Misty Copeland undeniably had one hell of a year.
Aside from becoming the first black female principal dancer in the American Ballet Theater’s 75-year history—and wowing on the September cover of ESSENCE magazine as a result—the 33-year-old also made her Broadway debut in On the Town and is joining forces with writer Tracy Oliver to develop a dance drama series for FOX.
With all of that taken into consideration, it’s no wonder that Glamour magazine named Misty one of its 2015 Women of the Year. Reese Witherspoon, Caitlyn Jenner, Victoria Beckham, Elizabeth Holmes, Cecile Richards, the women of the Charleston, South Carolina, church shooting and the United States women’s soccer team round out the list of honorees.
Some moments in history start out very ordinary. June 30 was a Tuesday, and Misty Copeland, in a yellow leotard, headed to her usual company class at American Ballet Theatre in New York City. Afterward, artistic director Kevin McKenzie told her to “take a bow”: She had been promoted to principal dancer, the first African American ballerina to reach that level in the elite classical ballet company’s 75-year history. Hillary Clinton and Prince both tweeted their congratulations; “Finally,” wrote The Washington Post.
As a little girl, Copeland, now 33, didn’t exactly dream of breaking barriers. Born the fourth of six children, she was raised in San Pedro, California, by her mom and stepfathers. At one point the family struggled: They moved into a motel, where Copeland and her siblings slept on the floor. But it was during this time that a teacher suggested Copeland try dance at the local Boys & Girls Clubs of America.
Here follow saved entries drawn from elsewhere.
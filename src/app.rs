//! Catalog coordinator
//!
//! Thin adapter exposing the two entry points a front end calls: prefix
//! search and ingest-by-id. Errors cross this boundary as plain text.

use crate::config::{Config, IngestConfig};
use crate::error::Result;
use crate::ingest::IngestService;
use crate::item::Item;
use crate::store::ItemStore;

/// Store + ingestion service, wired together
pub struct Catalog {
    store: ItemStore,
    ingest: IngestService,
    search_limit: usize,
}

impl Catalog {
    /// Open the store and start the ingestion service
    ///
    /// A store that cannot be opened is fatal to the caller.
    pub fn open(config: Config, ingest_config: IngestConfig) -> Result<Self> {
        let search_limit = config.search_limit;
        let store = ItemStore::open_with(config)?;
        let ingest = IngestService::new(ingest_config)?;

        Ok(Self {
            store,
            ingest,
            search_limit,
        })
    }

    /// Build from already constructed parts
    pub fn from_parts(store: ItemStore, ingest: IngestService, search_limit: usize) -> Self {
        Self {
            store,
            ingest,
            search_limit,
        }
    }

    /// Items whose name starts with `query`, capped at the configured limit
    pub fn search(&self, query: &str) -> Vec<Item> {
        self.store.search_items(query, self.search_limit)
    }

    /// Fetch item `id` upstream and save it; returns a status line
    pub fn ingest_item(&self, id: i64) -> String {
        let item = match self.ingest.fetch_item(id) {
            Ok(item) => item,
            Err(e) => return format!("Error fetching: {}", e),
        };

        if let Err(e) = self.store.save_item(&item) {
            return format!("Error saving: {}", e);
        }

        format!("Saved: {}", item.name)
    }

    pub fn store(&self) -> &ItemStore {
        &self.store
    }

    pub fn ingest(&self) -> &IngestService {
        &self.ingest
    }

    /// Stop ingestion and close the store
    pub fn shutdown(self) -> Result<()> {
        self.ingest.shutdown();
        self.store.close()
    }
}
//! itemdb CLI
//!
//! Ingest items from the upstream API and query the local catalog.

use std::time::Duration;

use clap::{Parser, Subcommand};
use itemdb::config::{Config, IngestConfig, DEFAULT_ENDPOINT};
use itemdb::{Catalog, Item};
use tracing_subscriber::{fmt, EnvFilter};

/// Local game-item catalog
#[derive(Parser, Debug)]
#[command(name = "itemdb")]
#[command(about = "Rate-limited item price ingestion with prefix search")]
#[command(version)]
struct Args {
    /// Store directory
    #[arg(short, long, default_value = "./items.db")]
    data_dir: String,

    /// Upstream URL template, `{id}` is replaced by the item id
    #[arg(short, long, default_value = DEFAULT_ENDPOINT)]
    endpoint: String,

    /// Seconds between upstream requests
    #[arg(short, long, default_value = "5")]
    interval_secs: u64,

    #[command(subcommand)]
    command: Commands,
}

#[derive(Subcommand, Debug)]
enum Commands {
    /// Fetch items by id and save them
    Ingest {
        /// Upstream item ids
        #[arg(required = true)]
        ids: Vec<i64>,
    },

    /// List items whose name starts with a prefix
    Search {
        /// Name prefix (case-insensitive)
        prefix: String,

        /// Maximum number of results
        #[arg(short, long, default_value = "50")]
        limit: usize,
    },

    /// Show one item by name
    Get {
        /// Item name (case-insensitive)
        name: String,
    },
}

fn main() {
    let filter = EnvFilter::try_from_default_env()
        .unwrap_or_else(|_| EnvFilter::new("info,itemdb=debug"));

    fmt()
        .with_env_filter(filter)
        .with_target(true)
        .with_thread_ids(true)
        .init();

    let args = Args::parse();

    tracing::info!("itemdb v{}", itemdb::VERSION);
    tracing::info!("Data directory: {}", args.data_dir);

    let limit = match &args.command {
        Commands::Search { limit, .. } => *limit,
        _ => Config::default().search_limit,
    };

    let config = Config::builder()
        .data_dir(&args.data_dir)
        .search_limit(limit)
        .build();

    let ingest_config = IngestConfig::builder()
        .endpoint_template(&args.endpoint)
        .rate_limit_interval(Duration::from_secs(args.interval_secs))
        .build();

    let catalog = match Catalog::open(config, ingest_config) {
        Ok(c) => c,
        Err(e) => {
            tracing::error!("Failed to open catalog: {}", e);
            std::process::exit(1);
        }
    };

    let mut failed = false;
    match &args.command {
        Commands::Ingest { ids } => {
            for id in ids {
                let status = catalog.ingest_item(*id);
                failed |= !status.starts_with("Saved:");
                println!("{}", status);
            }
        }
        Commands::Search { prefix, .. } => {
            let items = catalog.search(prefix);
            if items.is_empty() {
                println!("No results found!");
            }
            for item in &items {
                print_item(item);
            }
        }
        Commands::Get { name } => match catalog.store().get_item(name) {
            Ok(item) => print_item(&item),
            Err(e) => {
                println!("{}", e);
                failed = true;
            }
        },
    }

    if let Err(e) = catalog.shutdown() {
        tracing::error!("Failed to close catalog: {}", e);
        std::process::exit(1);
    }

    if failed {
        std::process::exit(1);
    }
}

fn print_item(item: &Item) {
    println!(
        "Found: {} - {} [{} | members: {} | price: {} ({}) | today: {} ({})]",
        item.name,
        item.description,
        item.item_type,
        item.members,
        item.current_price,
        item.current_trend,
        item.today_price_change,
        item.today_trend,
    );
}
She was 13 and felt completely out of her element at that first class, but she remembers the teacher telling her, “I’ve never seen anyone as naturally talented as you.” Soon she was hooked. “In the ballet studio, it was such an organized and disciplined environment, like I’d never had in my life,” Copeland says. “Seeing myself in the mirror, surrounded by the classical music, that’s when I started to fall in love with dance.” She knew she had a lot to learn—she was a decade beyond the age at which most professionals begin their training—but she worked hard to catch up. At age 15 she joined the studio division of ABT, her dream company; at 18 she graduated to its corps de ballet. Then, only months into her professional career, Copeland underwent late-onset puberty, and her frame morphed from the tiny ballet ideal to curvy and muscular. Company directors told her to “lengthen”—lose weight, in balletspeak. Suddenly her strong body, the very instrument that had brought her so far, was the thing she feared would hold her back. The discomfort she felt in her physicality heightened her awareness of something else: her race. She’d gotten used to being the only woman of color in the room, but now she was aware she looked even more different from the dancers around her. “And that, in the ballet world, is not acceptable,” she says. “I felt lost.” As her body continued to change, Copeland watched coveted lead roles go to other dancers. Dejected, she nearly left ABT. “But I couldn’t do it,” she says. “It felt like failure if I let them put me in this box.”